──────── Dataset records ────────

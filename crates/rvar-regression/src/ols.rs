//! Ordinary least squares via column-pivoted Householder QR.
//!
//! The design matrix is factorised as `X P = Q R` with `P` a column permutation
//! chosen so that the diagonal of `R` is non-increasing in magnitude. Columns
//! whose remaining norm falls below `tolerance * max_j ||x_j||` are treated as
//! linearly dependent, which gives the numerical rank. The basic solution on the
//! leading `rank` pivoted columns spans the same column space as `X`, so the
//! residual `y - X b` is the orthogonal projection residual whether or not `X`
//! has full column rank.

use ndarray::{Array1, Array2, ArrayView1, ArrayView2, s};
use thiserror::Error;

/// Default relative tolerance for rank detection.
pub const DEFAULT_RANK_TOLERANCE: f64 = 1e-10;

/// Errors from a single least-squares fit.
#[derive(Debug, Clone, PartialEq, Eq, Error)]
pub enum OlsError {
    /// Response length does not match the design matrix
    #[error("Dimension mismatch: expected {expected}, got {actual}")]
    DimensionMismatch {
        /// Rows in the design matrix
        expected: usize,
        /// Length of the response
        actual: usize,
    },

    /// No rows or no columns
    #[error("Empty design matrix")]
    EmptyData,

    /// NaN or infinite input
    #[error("Design matrix or response contains non-finite values")]
    NonFinite,

    /// Design matrix is not of full column rank
    #[error("Design matrix has rank {rank}, expected {columns}")]
    RankDeficient {
        /// Detected numerical rank
        rank: usize,
        /// Number of columns
        columns: usize,
    },
}

/// Result of a least-squares fit.
#[derive(Debug, Clone)]
pub struct OlsFit {
    /// Estimated coefficients, in the column order of the design matrix.
    /// Coefficients of dependent columns are zero.
    pub coefficients: Array1<f64>,
    /// `y - X b`
    pub residuals: Array1<f64>,
    /// Numerical rank of the design matrix
    pub rank: usize,
}

impl OlsFit {
    /// Whether the design matrix had full column rank.
    pub fn is_full_rank(&self) -> bool {
        self.rank == self.coefficients.len()
    }
}

/// Solve `min_b ||y - X b||` for an `n x p` design matrix.
///
/// # Errors
///
/// Returns an error if the dimensions disagree, the input is empty, or any
/// value is non-finite. Rank deficiency is reported through [`OlsFit::rank`],
/// not as an error.
pub fn least_squares(
    x: ArrayView2<'_, f64>,
    y: ArrayView1<'_, f64>,
    tolerance: f64,
) -> Result<OlsFit, OlsError> {
    let (n, p) = x.dim();
    if y.len() != n {
        return Err(OlsError::DimensionMismatch {
            expected: n,
            actual: y.len(),
        });
    }
    if n == 0 || p == 0 {
        return Err(OlsError::EmptyData);
    }
    if x.iter().chain(y.iter()).any(|v| !v.is_finite()) {
        return Err(OlsError::NonFinite);
    }

    let mut r = x.to_owned();
    let mut qtb = y.to_owned();
    let mut perm: Vec<usize> = (0..p).collect();

    let scale = (0..p)
        .map(|j| trailing_norm(&r, j, 0))
        .fold(0.0, f64::max);
    let threshold = tolerance * scale;

    let mut reflector = vec![0.0; n];
    let mut rank = 0;

    for k in 0..n.min(p) {
        let mut pivot = k;
        let mut pivot_norm = trailing_norm(&r, k, k);
        for j in (k + 1)..p {
            let norm = trailing_norm(&r, j, k);
            if norm > pivot_norm {
                pivot = j;
                pivot_norm = norm;
            }
        }

        if pivot_norm <= threshold || pivot_norm == 0.0 {
            break;
        }

        if pivot != k {
            for i in 0..n {
                r.swap([i, k], [i, pivot]);
            }
            perm.swap(k, pivot);
        }

        // H = I - 2 v v' / (v' v) maps r[k.., k] onto alpha * e1
        let alpha = if r[[k, k]] >= 0.0 {
            -pivot_norm
        } else {
            pivot_norm
        };
        let len = n - k;
        let v = &mut reflector[..len];
        for (i, vi) in v.iter_mut().enumerate() {
            *vi = r[[k + i, k]];
        }
        v[0] -= alpha;
        let v_norm2: f64 = v.iter().map(|a| a * a).sum();

        r[[k, k]] = alpha;
        for i in (k + 1)..n {
            r[[i, k]] = 0.0;
        }

        for j in (k + 1)..p {
            let dot: f64 = v.iter().enumerate().map(|(i, vi)| vi * r[[k + i, j]]).sum();
            let f = 2.0 * dot / v_norm2;
            for (i, vi) in v.iter().enumerate() {
                r[[k + i, j]] -= f * vi;
            }
        }

        let dot: f64 = v.iter().enumerate().map(|(i, vi)| vi * qtb[k + i]).sum();
        let f = 2.0 * dot / v_norm2;
        for (i, vi) in v.iter().enumerate() {
            qtb[k + i] -= f * vi;
        }

        rank = k + 1;
    }

    let z = back_substitute(&r, &qtb, rank);
    let mut coefficients = Array1::zeros(p);
    for (k, &column) in perm.iter().enumerate().take(rank) {
        coefficients[column] = z[k];
    }

    let fitted = x.dot(&coefficients);
    let residuals = y.to_owned() - &fitted;

    Ok(OlsFit {
        coefficients,
        residuals,
        rank,
    })
}

/// Euclidean norm of `m[from.., j]`.
fn trailing_norm(m: &Array2<f64>, j: usize, from: usize) -> f64 {
    m.slice(s![from.., j])
        .iter()
        .map(|v| v * v)
        .sum::<f64>()
        .sqrt()
}

/// Solve the leading `rank x rank` upper-triangular system `R z = Q'y`.
fn back_substitute(r: &Array2<f64>, qtb: &Array1<f64>, rank: usize) -> Vec<f64> {
    let mut z = vec![0.0; rank];
    for i in (0..rank).rev() {
        let mut sum = qtb[i];
        for j in (i + 1)..rank {
            sum -= r[[i, j]] * z[j];
        }
        z[i] = sum / r[[i, i]];
    }
    z
}

#[cfg(test)]
mod tests {
    use super::*;
    use approx::assert_abs_diff_eq;
    use ndarray::array;

    #[test]
    fn test_simple_line_fit() {
        // y = 1 + 2x exactly
        let x = array![[1.0, 0.0], [1.0, 1.0], [1.0, 2.0], [1.0, 3.0]];
        let y = array![1.0, 3.0, 5.0, 7.0];

        let fit = least_squares(x.view(), y.view(), DEFAULT_RANK_TOLERANCE).unwrap();
        assert!(fit.is_full_rank());
        assert_abs_diff_eq!(fit.coefficients[0], 1.0, epsilon = 1e-12);
        assert_abs_diff_eq!(fit.coefficients[1], 2.0, epsilon = 1e-12);
        for r in fit.residuals.iter() {
            assert_abs_diff_eq!(*r, 0.0, epsilon = 1e-12);
        }
    }

    #[test]
    fn test_noisy_fit_residuals_orthogonal_to_design() {
        let x = array![
            [1.0, 0.3, -1.2],
            [1.0, -0.7, 0.4],
            [1.0, 1.1, 0.9],
            [1.0, 0.2, -0.3],
            [1.0, -1.4, 1.6],
            [1.0, 0.8, 0.1]
        ];
        let y = array![0.5, -0.2, 1.3, 0.1, -0.9, 0.7];

        let fit = least_squares(x.view(), y.view(), DEFAULT_RANK_TOLERANCE).unwrap();
        assert_eq!(fit.rank, 3);

        let xt_e = x.t().dot(&fit.residuals);
        for v in xt_e.iter() {
            assert_abs_diff_eq!(*v, 0.0, epsilon = 1e-12);
        }
    }

    #[test]
    fn test_rank_deficient_projects_onto_column_space() {
        // Second column duplicates the intercept, third is all zeros
        let x = array![
            [1.0, 1.0, 0.0],
            [1.0, 1.0, 0.0],
            [1.0, 1.0, 0.0],
            [1.0, 1.0, 0.0]
        ];
        let y = array![1.0, -1.0, 1.0, -1.0];

        let fit = least_squares(x.view(), y.view(), DEFAULT_RANK_TOLERANCE).unwrap();
        assert_eq!(fit.rank, 1);
        assert!(!fit.is_full_rank());
        // Projection onto the constant vector leaves y - mean(y)
        for (r, yi) in fit.residuals.iter().zip(y.iter()) {
            assert_abs_diff_eq!(*r, *yi, epsilon = 1e-12);
        }
        assert_abs_diff_eq!(fit.coefficients[2], 0.0);
    }

    #[test]
    fn test_collinear_columns_detected() {
        // Third column = 2 * second column
        let x = array![
            [1.0, 0.5, 1.0],
            [1.0, -0.25, -0.5],
            [1.0, 1.5, 3.0],
            [1.0, 0.0, 0.0],
            [1.0, 2.0, 4.0]
        ];
        let y = array![0.3, 0.1, 0.9, -0.2, 1.4];

        let fit = least_squares(x.view(), y.view(), DEFAULT_RANK_TOLERANCE).unwrap();
        assert_eq!(fit.rank, 2);

        let xt_e = x.t().dot(&fit.residuals);
        for v in xt_e.iter() {
            assert_abs_diff_eq!(*v, 0.0, epsilon = 1e-10);
        }
    }

    #[test]
    fn test_dimension_mismatch() {
        let x = array![[1.0, 0.0], [1.0, 1.0]];
        let y = array![1.0, 2.0, 3.0];
        assert_eq!(
            least_squares(x.view(), y.view(), DEFAULT_RANK_TOLERANCE).unwrap_err(),
            OlsError::DimensionMismatch {
                expected: 2,
                actual: 3
            }
        );
    }

    #[test]
    fn test_non_finite_rejected() {
        let x = array![[1.0, 0.0], [1.0, f64::NAN], [1.0, 2.0]];
        let y = array![1.0, 2.0, 3.0];
        assert_eq!(
            least_squares(x.view(), y.view(), DEFAULT_RANK_TOLERANCE).unwrap_err(),
            OlsError::NonFinite
        );
    }

    #[test]
    fn test_empty_rejected() {
        let x = Array2::<f64>::zeros((0, 2));
        let y = Array1::<f64>::zeros(0);
        assert_eq!(
            least_squares(x.view(), y.view(), DEFAULT_RANK_TOLERANCE).unwrap_err(),
            OlsError::EmptyData
        );
    }
}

────────

# What you are asked to do
Quote exactly the stretch of lines above that starts at the first one and ends at the line with "in magnitude. Columns", and nothing beyond it.

# Task response
filename crates/rvar-regression/src/ols.rs
//! Ordinary least squares via column-pivoted Householder QR.
//!
//! The design matrix is factorised as `X P = Q R` with `P` a column permutation
//! chosen so that the diagonal of `R` is non-increasing in magnitude. Columns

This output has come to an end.